## Intermediate Algebra (12th Edition)

$\left( -\infty,28 \right)$
$\bf{\text{Solution Outline:}}$ To solve the given inequality, $-\dfrac{4}{7}x \gt -16 ,$ use the Distributive property and the properties of inequality to isolate the variable.
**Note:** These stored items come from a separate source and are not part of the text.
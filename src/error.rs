use std::fmt;

/// Errors a client can reasonably expect to handle. Everything else
/// (corrupt headers, allocation failure, reentrant collection) goes
/// through [`fatal_error`] instead and never returns.
#[derive(Debug, Clone, PartialEq, Eq)]
pub enum GcError {
    /// A walked slot pointed at a block that had already been reclaimed.
    DanglingReference { label: String },
}

impl fmt::Display for GcError {
    fn fmt(&self, f: &mut fmt::Formatter<'_>) -> fmt::Result {
        match self {
            GcError::DanglingReference { label } => {
                write!(f, "dangling reference encountered at `{}`", label)
            }
        }
    }
}

impl std::error::Error for GcError {}

pub type GcResult<T> = Result<T, GcError>;

/// Prints a diagnostic and aborts the process. Used for corruption that
/// indicates a bug in the collector itself or memory stomped by the
/// client, not something a caller can recover from.
#[cold]
pub fn fatal_error(msg: impl fmt::Display) -> ! {
    eprintln!("driftgc: fatal: {}", msg);
    std::process::abort();
}
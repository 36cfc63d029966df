use criterion::{criterion_group, criterion_main, BenchmarkId, Criterion};

use driftgc::{allocate, gc, register_root, unregister_root, Collectable, Finalize, Gc, Trace, Walker};

struct Tree {
    first: Option<Gc<Tree>>,
    second: Option<Gc<Tree>>,
}

unsafe impl Trace for Tree {
    fn trace(&mut self, walker: &mut dyn Walker) {
        self.first.trace(walker);
        self.second.trace(walker);
    }
}
unsafe impl Finalize for Tree {}
impl Collectable for Tree {}

impl Tree {
    fn item_check(&self) -> i32 {
        match (&self.first, &self.second) {
            (Some(first), Some(second)) => 1 + first.item_check() + second.item_check(),
            _ => 1,
        }
    }
}

fn bottom_up_tree(depth: i32) -> Gc<Tree> {
    if depth > 0 {
        let first = bottom_up_tree(depth - 1);
        let second = bottom_up_tree(depth - 1);
        allocate(Tree {
            first: Some(first),
            second: Some(second),
        })
    } else {
        allocate(Tree { first: None, second: None })
    }
}

pub fn bench_binary_trees(c: &mut Criterion) {
    let mut group = c.benchmark_group("binary trees");
    group.sample_size(10);
    let min_depth = 4;

    for max_depth in 12..16 {
        group.bench_function(BenchmarkId::new("driftgc", max_depth), |b| {
            b.iter(|| {
                let mut depth = min_depth;
                while depth < max_depth {
                    let iterations = 1 << (max_depth - depth + min_depth);
                    for _ in 0..iterations {
                        let mut tree = bottom_up_tree(depth);
                        register_root("tree", &mut tree);
                        tree.item_check();
                        unregister_root(&mut tree);
                    }
                    gc().expect("collection found a dangling root");
                    depth += 2;
                }
            });
        });
    }

    group.finish();
}

criterion_group!(benches, bench_binary_trees);
criterion_main!(benches);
For the interval notation, use a parenthesis for the symbols $\lt$ or $\gt.$ Use a bracket for the symbols $\le$ or $\ge.$ For graphing inequalities, use a hollowed dot for the symbols $\lt$ or $\gt.$ Use a solid dot for the symbols $\le$ or $\ge.$ $\bf{\text{Solution Details:}}$ Using the properties of inequality to isolate the variable results to \begin{array}{l}\require{cancel} 7\left( -\dfrac{4}{7}x \right) \gt 7(-16) \\\\ -4x \gt -112 .\end{array} Dividing by a negative number (and consequently reversing the sign), the inequality above is equivalent to \begin{array}{l}\require{cancel} \dfrac{-4x}{-4} \lt \dfrac{-112}{-4} \\\\ x \lt 28 .\end{array} In interval notation, the solution set is $\left( -\infty,28 \right) .$ The colored graph is the graph of the solution set.